● WHAT THE TASK REQUIRES
Return only what lies between the first line of the entries and the line containing "way to write", both lines included.

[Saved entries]
╔══

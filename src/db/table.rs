// src/db/table.rs
//! Generic access to tables with encrypted columns
//!
//! The migration engine only needs three things from a table: how many rows
//! it has, a stable id-ordered batch of raw column values, and a way to write
//! a row's values back. Values here are stored tokens, never plaintext.

use rusqlite::types::ToSql;
use rusqlite::{params, Connection, OptionalExtension};

use crate::error::{CoreError, Result};

/// Description of a table whose listed columns hold ciphertext tokens
#[derive(Debug, Clone, Copy, PartialEq, Eq)]
pub struct EncryptedTable {
    pub name: &'static str,
    /// INTEGER primary key used for stable batch ordering
    pub id_column: &'static str,
    pub encrypted_columns: &'static [&'static str],
}

/// Encrypted columns of the `clients` table, in schema order
pub const CLIENT_ENCRYPTED_COLUMNS: [&str; 15] = [
    "first_name_encr",
    "last_name_encr",
    "gender_encr",
    "birthday_encr",
    "street_encr",
    "city_encr",
    "parent_encr",
    "telephone1_encr",
    "telephone2_encr",
    "email_encr",
    "notes_encr",
    "keyword_taet_encr",
    "lrst_diagnosis_encr",
    "lrst_last_test_date_encr",
    "lrst_last_test_by_encr",
];

pub const CLIENTS_TABLE: EncryptedTable = EncryptedTable {
    name: "clients",
    id_column: "client_id",
    encrypted_columns: &CLIENT_ENCRYPTED_COLUMNS,
};

/// One row's id and stored (still encrypted) column values
#[derive(Debug, Clone, PartialEq, Eq)]
pub struct RawRow {
    pub id: i64,
    pub values: Vec<Option<String>>,
}

fn is_identifier(name: &str) -> bool {
    !name.is_empty()
        && name
            .chars()
            .all(|c| c.is_ascii_alphanumeric() || c == '_')
        && !name.starts_with(|c: char| c.is_ascii_digit())
}

impl EncryptedTable {
    /// Names are spliced into SQL, so only plain identifiers are accepted
    pub fn validate(&self) -> Result<()> {
        if self.encrypted_columns.is_empty() {
            return Err(CoreError::Configuration(format!(
                "table `{}` lists no encrypted columns",
                self.name
            )));
        }
        let all = [self.name, self.id_column]
            .into_iter()
            .chain(self.encrypted_columns.iter().copied());
        for name in all {
            if !is_identifier(name) {
                return Err(CoreError::Configuration(format!(
                    "`{name}` is not a plain SQL identifier"
                )));
            }
        }
        Ok(())
    }

    pub fn count_rows(&self, conn: &Connection) -> Result<usize> {
        let count: i64 =
            conn.query_row(&format!("SELECT COUNT(*) FROM {}", self.name), [], |r| {
                r.get(0)
            })?;
        Ok(count as usize)
    }

    /// Up to `limit` rows with id greater than `after`, ordered by id.
    /// `None` starts at the lowest id, `i64::MIN` included.
    pub fn fetch_batch(
        &self,
        conn: &Connection,
        after: Option<i64>,
        limit: usize,
    ) -> Result<Vec<RawRow>> {
        let sql = format!(
            "SELECT {id}, {cols} FROM {table} WHERE (?1 IS NULL OR {id} > ?1) ORDER BY {id} LIMIT ?2",
            id = self.id_column,
            cols = self.encrypted_columns.join(", "),
            table = self.name,
        );
        let width = self.encrypted_columns.len();
        let mut stmt = conn.prepare_cached(&sql)?;
        let rows = stmt.query_map(params![after, limit as i64], |row| {
            let id: i64 = row.get(0)?;
            let values = (1..=width)
                .map(|idx| row.get::<_, Option<String>>(idx))
                .collect::<rusqlite::Result<Vec<_>>>()?;
            Ok(RawRow { id, values })
        })?;
        Ok(rows.collect::<rusqlite::Result<Vec<_>>>()?)
    }

    /// Overwrite every encrypted column of one row
    pub fn update_row(&self, conn: &Connection, id: i64, values: &[Option<String>]) -> Result<()> {
        if values.len() != self.encrypted_columns.len() {
            return Err(CoreError::Configuration(format!(
                "expected {} values for `{}`, got {}",
                self.encrypted_columns.len(),
                self.name,
                values.len()
            )));
        }
        let assignments = self
            .encrypted_columns
            .iter()
            .enumerate()
            .map(|(idx, col)| format!("{col} = ?{}", idx + 1))
            .collect::<Vec<_>>()
            .join(", ");
        let sql = format!(
            "UPDATE {} SET {assignments} WHERE {} = ?{}",
            self.name,
            self.id_column,
            values.len() + 1
        );

        let mut bound: Vec<&dyn ToSql> = values.iter().map(|v| v as &dyn ToSql).collect();
        bound.push(&id);
        let changed = conn.prepare_cached(&sql)?.execute(bound.as_slice())?;
        if changed != 1 {
            return Err(CoreError::RecordNotFound {
                table: self.name,
                id,
            });
        }
        Ok(())
    }

    /// First non-null token of the first encrypted column, lowest id first
    pub fn first_token(&self, conn: &Connection) -> Result<Option<String>> {
        let col = self.encrypted_columns.first().copied().unwrap_or_default();
        let sql = format!(
            "SELECT {col} FROM {table} WHERE {col} IS NOT NULL ORDER BY {id} LIMIT 1",
            table = self.name,
            id = self.id_column,
        );
        Ok(conn
            .query_row(&sql, [], |r| r.get::<_, String>(0))
            .optional()?)
    }
}

#[cfg(test)]
mod tests {
    use super::*;

    #[test]
    fn clients_table_is_valid() {
        CLIENTS_TABLE.validate().unwrap();
    }

    #[test]
    fn rejects_names_that_are_not_identifiers() {
        let bad = EncryptedTable {
            name: "clients; DROP TABLE clients",
            id_column: "client_id",
            encrypted_columns: &["notes_encr"],
        };
        assert!(matches!(bad.validate(), Err(CoreError::Configuration(_))));

        let empty = EncryptedTable {
            name: "clients",
            id_column: "client_id",
            encrypted_columns: &[],
        };
        assert!(matches!(empty.validate(), Err(CoreError::Configuration(_))));
    }

    #[test]
    fn first_batch_starts_at_the_lowest_possible_id() {
        let conn = Connection::open_in_memory().unwrap();
        conn.execute_batch("CREATE TABLE notes (id INTEGER PRIMARY KEY, body TEXT);")
            .unwrap();
        for id in [i64::MIN, -1, 7] {
            conn.execute("INSERT INTO notes (id, body) VALUES (?1, 'x')", [id])
                .unwrap();
        }
        let table = EncryptedTable {
            name: "notes",
            id_column: "id",
            encrypted_columns: &["body"],
        };

        let first = table.fetch_batch(&conn, None, 2).unwrap();
        assert_eq!(first.iter().map(|r| r.id).collect::<Vec<_>>(), [i64::MIN, -1]);
        let rest = table.fetch_batch(&conn, Some(-1), 2).unwrap();
        assert_eq!(rest.iter().map(|r| r.id).collect::<Vec<_>>(), [7]);
    }
}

╚══

● TASK ANSWER
filename src/db/table.rs
// src/db/table.rs
//! Generic access to tables with encrypted columns
//!
//! The migration engine only needs three things from a table: how many rows
//! it has, a stable id-ordered batch of raw column values, and a way to write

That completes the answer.